The week in security: Poor security habits perpetuate poor security defences

It may have only involved a few dozen executives, but if the findings of a new survey are anything to go by, Australian companies are leaving themselves horribly exposed: fully half still haven’t implemented basic security protections that were clearly outlined in the ASD’s Top 4 mitigation strategies at the beginning of this decade.

That means companies are more exposed than they should be to the depredations of vulnerabilities such as a dangerous Struts flaw in Cisco gear.

Poor security protections also increase companies’ susceptibility to the poor Internet of Things (IoT) practices of their employees – who, statistics suggest, are sustaining alarmingly poor security practices on their IoT-laden home networks.

It may also, indirectly, increase exposure to business email compromise (BEC) attacks that are continuing to surge along with the profits from the attacks.

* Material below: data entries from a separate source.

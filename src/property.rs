//! Properties: a base scalar paired with its modifier, and 2-axis composites.
//!
//! Both blend field by field and delegate to each field's own weighted mean,
//! so modifier-specific blending rules still apply inside a composite.

use crate::error::Result;
use crate::lerp::Lerp;
use crate::modifier::{Modifier, ModifierRecord};

/// One axis: `real = modifier.transform(base_value)`.
#[derive(Clone, Debug, PartialEq)]
pub struct ValueProperty<M> {
    pub base_value: f64,
    pub modifier: M,
}

impl<M: Modifier> ValueProperty<M> {
    pub fn new(base_value: f64, modifier: M) -> Self {
        Self { base_value, modifier }
    }

    #[inline]
    pub fn transform(&self) -> f64 {
        self.modifier.transform(self.base_value)
    }

    pub fn describe(&self) -> PropertyRecord {
        PropertyRecord {
            real_value: self.transform(),
            base_value: self.base_value,
            modifier: self.modifier.describe(),
        }
    }
}

impl<M: Modifier> Lerp for ValueProperty<M> {
    fn add(&self, o: &Self) -> Self {
        Self {
            base_value: self.base_value + o.base_value,
            modifier: self.modifier.add(&o.modifier),
        }
    }

    fn scale(&self, w: f64) -> Self {
        Self { base_value: self.base_value * w, modifier: self.modifier.scale(w) }
    }

    fn weighted_mean_by<T, F>(items: &[T], weights: &[f64], project: F) -> Result<Self>
    where
        F: Fn(&T) -> &Self,
    {
        Ok(Self {
            base_value: f64::weighted_mean_by(items, weights, |t| &project(t).base_value)?,
            modifier: M::weighted_mean_by(items, weights, |t| &project(t).modifier)?,
        })
    }
}

/// Real values of a batch of properties, in order.
pub fn transform_values<M: Modifier>(properties: &[ValueProperty<M>]) -> Vec<f64> {
    properties.iter().map(ValueProperty::transform).collect()
}

/// Two independently modified axes.
#[derive(Clone, Debug, PartialEq)]
pub struct CompositeProperty<X, Y = X> {
    pub x: ValueProperty<X>,
    pub y: ValueProperty<Y>,
}

impl<X: Modifier, Y: Modifier> CompositeProperty<X, Y> {
    pub fn new(x: ValueProperty<X>, y: ValueProperty<Y>) -> Self {
        Self { x, y }
    }

    /// `(real_x, real_y)`.
    #[inline]
    pub fn values(&self) -> (f64, f64) {
        (self.x.transform(), self.y.transform())
    }

    pub fn describe(&self) -> CompositeRecord {
        CompositeRecord { x: self.x.describe(), y: self.y.describe() }
    }
}

impl<X: Modifier, Y: Modifier> Lerp for CompositeProperty<X, Y> {
    fn add(&self, o: &Self) -> Self {
        Self { x: self.x.add(&o.x), y: self.y.add(&o.y) }
    }

    fn scale(&self, w: f64) -> Self {
        Self { x: self.x.scale(w), y: self.y.scale(w) }
    }

    fn weighted_mean_by<T, F>(items: &[T], weights: &[f64], project: F) -> Result<Self>
    where
        F: Fn(&T) -> &Self,
    {
        Ok(Self {
            x: ValueProperty::weighted_mean_by(items, weights, |t| &project(t).x)?,
            y: ValueProperty::weighted_mean_by(items, weights, |t| &project(t).y)?,
        })
    }
}

/// Real X values and real Y values of a batch, as two parallel lists.
pub fn split_values<X: Modifier, Y: Modifier>(
    properties: &[CompositeProperty<X, Y>],
) -> (Vec<f64>, Vec<f64>) {
    properties.iter().map(CompositeProperty::values).unzip()
}

#[derive(Clone, Debug, PartialEq)]
#[cfg_attr(feature = "serde", derive(serde::Serialize, serde::Deserialize))]
pub struct PropertyRecord {
    pub real_value: f64,
    pub base_value: f64,
    pub modifier: ModifierRecord,
}

#[derive(Clone, Debug, PartialEq)]
#[cfg_attr(feature = "serde", derive(serde::Serialize, serde::Deserialize))]
pub struct CompositeRecord {
    pub x: PropertyRecord,
    pub y: PropertyRecord,
}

There were warnings that iPhones were being targeted with fake MDM and ‘age restriction’ attacks

The latest version of Chrome, version 69, brings a revamped password manager, changes to the handling of HTTPS, and other improvements to everyday security.

Yet as well as improving browser protection, many users will want the added layer of protection provided by a reliable VPN like ProtonVPN, which CSO reviewed as part of its Best VPNs roundup and found to be a solid choice.